I didn't learn, until the date
was near and the money was due, that this was an Outward Bound
expedition. I knew all about that torment, because my brother had done
one in his twenties; he said it changed his life. My personal impression
was, they teach you self-reliance, fill you with pride of
accomplishment, introduce you to your true essence, but only after
breaking you down by privation, physical exhaustion, despair, and a
cruel lack of amenities.
I called Arthur to bow out,
saying I was physically unqualified and far too whiny for the Outward
Bound experience. He batted away my protests. Almost everyone on this
hike would be in their fifties, people like me who had lost any interest
in suffering. We could expect many comforts. We wouldn't have to hunt
for water or follow the stars. There would be regular meals and tents
with high thread count. Arthur himself expected to enjoy a martini and a
cigar at the end of each day.
"But I have a bad back."
"I'll carry your pack," he said.
"I don't think my knee is up to a lot of climbing. I have this old tear in the meniscus that acts up - "
"It's not like we're climbing rock face," he said. "The trail is very gradual."

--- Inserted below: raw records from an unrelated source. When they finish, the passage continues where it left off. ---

//! Per-tonie serialization of fetch-then-replace sequences
//!
//! Two requests that both fetch a chapter list and submit an edited copy
//! would otherwise overwrite each other. Holding the tonie's lock for the
//! whole sequence makes them take turns. Only this process is covered;
//! other cloud clients still race (last writer wins).

use std::collections::HashMap;
use std::sync::{Arc, Mutex};
use tokio::sync::{Mutex as AsyncMutex, OwnedMutexGuard};

type LockTable = Arc<Mutex<HashMap<String, Arc<AsyncMutex<()>>>>>;

/// Async mutexes keyed by tonie id, created on first use and dropped once
/// nobody holds or waits for them
#[derive(Default, Clone)]
pub struct TargetLocks {
    locks: LockTable,
}

/// Exclusive access to one tonie; released on drop
pub struct TargetGuard {
    guard: Option<OwnedMutexGuard<()>>,
    locks: LockTable,
    target_id: String,
}

impl Drop for TargetGuard {
    fn drop(&mut self) {
        self.guard.take();
        let mut locks = self
            .locks
            .lock()
            .unwrap_or_else(|poisoned| poisoned.into_inner());
        // Only the table's own reference left: no holder, no waiter
        if locks
            .get(&self.target_id)
            .map(|lock| Arc::strong_count(lock) == 1)
            .unwrap_or(false)
        {
            locks.remove(&self.target_id);
        }
    }
}

impl TargetLocks {
    pub fn new() -> Self {
        Self::default()
    }

    /// Wait for exclusive access to `target_id`
    pub async fn acquire(&self, target_id: &str) -> TargetGuard {
        let lock = {
            let mut locks = self
                .locks
                .lock()
                .unwrap_or_else(|poisoned| poisoned.into_inner());
            locks
                .entry(target_id.to_string())
                .or_insert_with(|| Arc::new(AsyncMutex::new(())))
                .clone()
        };
        TargetGuard {
            guard: Some(lock.lock_owned().await),
            locks: self.locks.clone(),
            target_id: target_id.to_string(),
        }
    }

    /// Number of tonies currently locked or waited on
    pub fn len(&self) -> usize {
        self.locks
            .lock()
            .map(|locks| locks.len())
            .unwrap_or_else(|poisoned| poisoned.into_inner().len())
    }

    pub fn is_empty(&self) -> bool {
        self.len() == 0
    }
}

"I have a drastic fear of heights."
He paused. "Well...this is how you get over it."
I
put in some half-hearted time on the Stairmaster. I bought all the
hiking gear with the tags still attached so I could return it. My
husband was annoyingly supportive: "You'll get through it with flying
colors and then be so glad you did it," etc.; and when I left my
passport home (also known as a cry for help), he grabbed a taxi to JFK,
delivering it just minutes before check-in closed, alas. As I boarded
the flight to Peru, Arthur shot me a triumphant look, then disappeared
through the curtain into first class. I was left alone in coach with my
certain knowledge of failure.
I knew the limit of my capabilities. I was right to predict they would give out, and they did.
Now
Arthur and his nimble friends had disappeared through the curtain of
mist, leaving me alone on the trail, except for an Outward Bound guide
named Robert to spot me in case I fell or needed to be carried the rest
of the way.
Robert followed me closely, a few steps
behind, the way my father had learned to walk behind my mother in case
she fell, which started to happen more frequently in her mid-seventies.
It
was a point of pride with Mom that she rarely needed her wheelchair,
ever since the unwieldy metal leg braces for polio victims had been
improved with plastic and cushioning. Then she moved faster on her
crutches, though still carefully, always testing her rubber crutch tips
on a surface - whether the ground was firm, uneven, or slippery (small
area rugs were her bane) - before she took the next step.
Nevertheless,
Mom wasn't able to maintain her stride indefinitely. Old age brings
fresh woes to polio survivors. Even with the help of new braces, her
legs had become so bowed from supporting her weight they almost looked
like a dog's hind legs. She never knew when they might falter and
wobble, and when she lost her balance, there was nothing to do except
fall.
Once, during her travels, she hoisted herself
onto the bottom step of a bus, was unable to right herself, and toppled
backward onto the road like a felled tree. Horrified, Dad rushed to
where she lay; she had survived a few falls before, but he didn't see
how she would get up from this one, and they were far from medical help.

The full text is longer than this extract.